» **What you have to do**:
Gather all lines in the entries that include the word "Some".

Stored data
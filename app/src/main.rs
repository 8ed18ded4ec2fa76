// chat_orders/src/main.rs

use actix_web::{web as actix_data, App, HttpServer};
use chat_orders::config::{AppConfig, LogFormat};
use chat_orders::services::notifier::{MockEmailNotifier, Notifier};
use chat_orders::services::payment::{MockPaymentProcessor, PaymentProcessor, StripeCheckoutClient};
use chat_orders::state::AppState;
use chat_orders::store::{postgres, PgCatalog, PgOrderStore};
use chat_orders::web::configure_app_routes;
use sqlx::PgPool;
use std::io;
use std::sync::Arc;
use tracing_subscriber::fmt::format::FmtSpan;
use tracing_subscriber::EnvFilter;

fn init_tracing(format: LogFormat) {
  let filter = EnvFilter::try_from_default_env().unwrap_or_else(|_| EnvFilter::new("info"));
  let builder = tracing_subscriber::fmt()
    .with_env_filter(filter)
    .with_span_events(FmtSpan::CLOSE);
  match format {
    LogFormat::Json => builder.json().init(),
    LogFormat::Text => builder.init(),
  }
}

fn startup_error(context: &str, err: impl std::fmt::Display) -> io::Error {
  tracing::error!(error = %err, "{}", context);
  io::Error::new(io::ErrorKind::Other, format!("{}: {}", context, err))
}

#[actix_web::main]
async fn main() -> io::Result<()> {
  let app_config = match AppConfig::from_env() {
    Ok(cfg) => Arc::new(cfg),
    Err(e) => {
      eprintln!("Configuration error: {}", e);
      return Err(io::Error::new(io::ErrorKind::InvalidInput, e.to_string()));
    }
  };
  init_tracing(app_config.log_format);
  tracing::info!(config = ?app_config, "Starting chat ordering server...");

  let db_pool = PgPool::connect(&app_config.database_url)
    .await
    .map_err(|e| startup_error("Failed to connect to the database", e))?;
  tracing::info!("Connected to the database.");

  sqlx::migrate!("./migrations")
    .run(&db_pool)
    .await
    .map_err(|e| startup_error("Failed to apply migrations", e))?;

  if app_config.seed_db {
    let inserted = postgres::seed_catalog(&db_pool)
      .await
      .map_err(|e| startup_error("Failed to seed the catalog", e))?;
    tracing::info!(inserted, "Catalog seeding finished.");
  }

  let payments: Arc<dyn PaymentProcessor> = match app_config.stripe_secret_key.as_deref() {
    Some(key) => Arc::new(
      StripeCheckoutClient::new(app_config.stripe_api_base.clone(), key)
        .map_err(|e| startup_error("Failed to build the payment client", e))?,
    ),
    None => {
      tracing::warn!("STRIPE_SECRET_KEY not set; using the mock payment processor.");
      Arc::new(MockPaymentProcessor::new())
    }
  };
  let notifier: Arc<dyn Notifier> = Arc::new(MockEmailNotifier::new(app_config.email_sender.clone()));

  let app_state = AppState::new(
    Arc::new(PgOrderStore::new(db_pool.clone())),
    Arc::new(PgCatalog::new(db_pool)),
    payments,
    notifier,
    app_config.clone(),
  );

  let server_address = format!("{}:{}", app_config.server_host, app_config.server_port);
  tracing::info!("Binding server to {}...", server_address);

  HttpServer::new(move || {
    App::new()
      .app_data(actix_data::Data::new(app_state.clone()))
      .wrap(tracing_actix_web::TracingLogger::default())
      .configure(configure_app_routes)
  })
  .bind(&server_address)?
  .run()
  .await
}
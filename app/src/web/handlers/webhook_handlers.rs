// chat_orders/src/web/handlers/webhook_handlers.rs

use crate::errors::AppError;
use crate::pipelines::contexts::WebhookCtxData;
use crate::state::AppState;
use actix_web::{web, HttpRequest, HttpResponse};
use serde_json::json;
use stepflow::ContextData;
use tracing::{info, instrument};

pub const SIGNATURE_HEADER: &str = "stripe-signature";

/// Acknowledges every authentic event, including ones that changed nothing, so the
/// processor stops redelivering them.
#[instrument(name = "handler::payment_webhook", skip(app_state, req, body), fields(payload_bytes = body.len()))]
pub async fn payment_webhook_handler(
  app_state: web::Data<AppState>,
  req: HttpRequest,
  body: web::Bytes,
) -> Result<HttpResponse, AppError> {
  let signature_header = req
    .headers()
    .get(SIGNATURE_HEADER)
    .and_then(|v| v.to_str().ok())
    .map(String::from);

  let ctx_data = ContextData::new(WebhookCtxData::new(
    app_state.get_ref().clone(),
    body,
    signature_header,
    chrono::Utc::now().timestamp(),
  ));

  let result = app_state.flows.run(ctx_data.clone()).await?;
  let outcome = ctx_data.read().outcome;
  info!(?result, ?outcome, "Payment webhook acknowledged.");
  Ok(HttpResponse::Ok().json(json!({ "received": true })))
}
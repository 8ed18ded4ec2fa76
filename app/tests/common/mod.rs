// tests/common/mod.rs
#![allow(dead_code)]

use chat_orders::config::AppConfig;
use chat_orders::models::OrderStatus;
use chat_orders::services::notifier::{MockEmailNotifier, SentEmail};
use chat_orders::services::payment::MockPaymentProcessor;
use chat_orders::services::signature;
use chat_orders::state::AppState;
use chat_orders::store::{InMemoryCatalog, InMemoryOrderStore, OrderStore};
use chat_orders::tools::ToolContext;
use once_cell::sync::Lazy;
use serde_json::{json, Value};
use std::collections::HashMap;
use std::sync::Arc;
use std::time::Duration;
use tracing::Level;
use uuid::Uuid;

pub const WEBHOOK_SECRET: &str = "whsec_integration_secret";

/// Application state over in-memory adapters, with typed handles on each mock.
pub struct TestApp {
  pub state: AppState,
  pub store: Arc<InMemoryOrderStore>,
  pub catalog: Arc<InMemoryCatalog>,
  pub payments: Arc<MockPaymentProcessor>,
  pub notifier: Arc<MockEmailNotifier>,
}

pub fn test_config() -> AppConfig {
  let vars: HashMap<&str, &str> = HashMap::from([
    ("DATABASE_URL", "postgres://unused/test"),
    ("PAYMENT_WEBHOOK_SECRET", WEBHOOK_SECRET),
    ("APP_BASE_URL", "http://chat.test"),
    ("NOTIFY_MAX_ATTEMPTS", "3"),
  ]);
  AppConfig::from_lookup(|name| vars.get(name).map(|v| v.to_string())).expect("test config")
}

pub fn build() -> TestApp {
  setup_tracing();
  let store = Arc::new(InMemoryOrderStore::new());
  let catalog = Arc::new(InMemoryCatalog::with_demo_menu());
  let payments = Arc::new(MockPaymentProcessor::instant());
  let notifier = Arc::new(MockEmailNotifier::instant("orders@chat.test"));
  let state = AppState::new(
    store.clone(),
    catalog.clone(),
    payments.clone(),
    notifier.clone(),
    Arc::new(test_config()),
  );
  TestApp {
    state,
    store,
    catalog,
    payments,
    notifier,
  }
}

pub fn tool_ctx(conversation_id: Uuid, user_id: Uuid) -> ToolContext {
  ToolContext::new(Some(conversation_id), Some(user_id)).expect("tool context")
}

pub fn payment_event(event_type: &str, order_id: Option<Uuid>) -> Value {
  let metadata = match order_id {
    Some(id) => json!({ "orderId": id.to_string() }),
    None => json!({}),
  };
  json!({
    "id": format!("evt_{}", Uuid::new_v4().simple()),
    "type": event_type,
    "data": { "object": { "metadata": metadata } }
  })
}

/// Serialized event plus a valid `stripe-signature` header for it.
pub fn signed(event: &Value) -> (Vec<u8>, String) {
  let body = serde_json::to_vec(event).expect("event json");
  let header = signature::sign(&body, WEBHOOK_SECRET, chrono::Utc::now().timestamp()).expect("sign");
  (body, header)
}

pub async fn order_status(app: &TestApp, order_id: Uuid) -> OrderStatus {
  app.store.find_order(order_id).await.unwrap().expect("order exists").status
}

/// Waits for detached confirmation sends to land.
pub async fn wait_for_emails(notifier: &MockEmailNotifier, expected: usize) -> Vec<SentEmail> {
  for _ in 0..100 {
    let sent = notifier.sent().await;
    if sent.len() >= expected {
      return sent;
    }
    tokio::time::sleep(Duration::from_millis(10)).await;
  }
  notifier.sent().await
}

static TRACING_INIT: Lazy<()> = Lazy::new(|| {
  tracing_subscriber::fmt()
    .with_max_level(Level::DEBUG)
    .with_test_writer()
    .try_init()
    .ok();
});

pub fn setup_tracing() {
  Lazy::force(&TRACING_INIT);
}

» **Response for this exercise**:
    Some(key) => Arc::new(
  ToolContext::new(Some(conversation_id), Some(user_id)).expect("tool context")
    Some(id) => json!({ "orderId": id.to_string() }),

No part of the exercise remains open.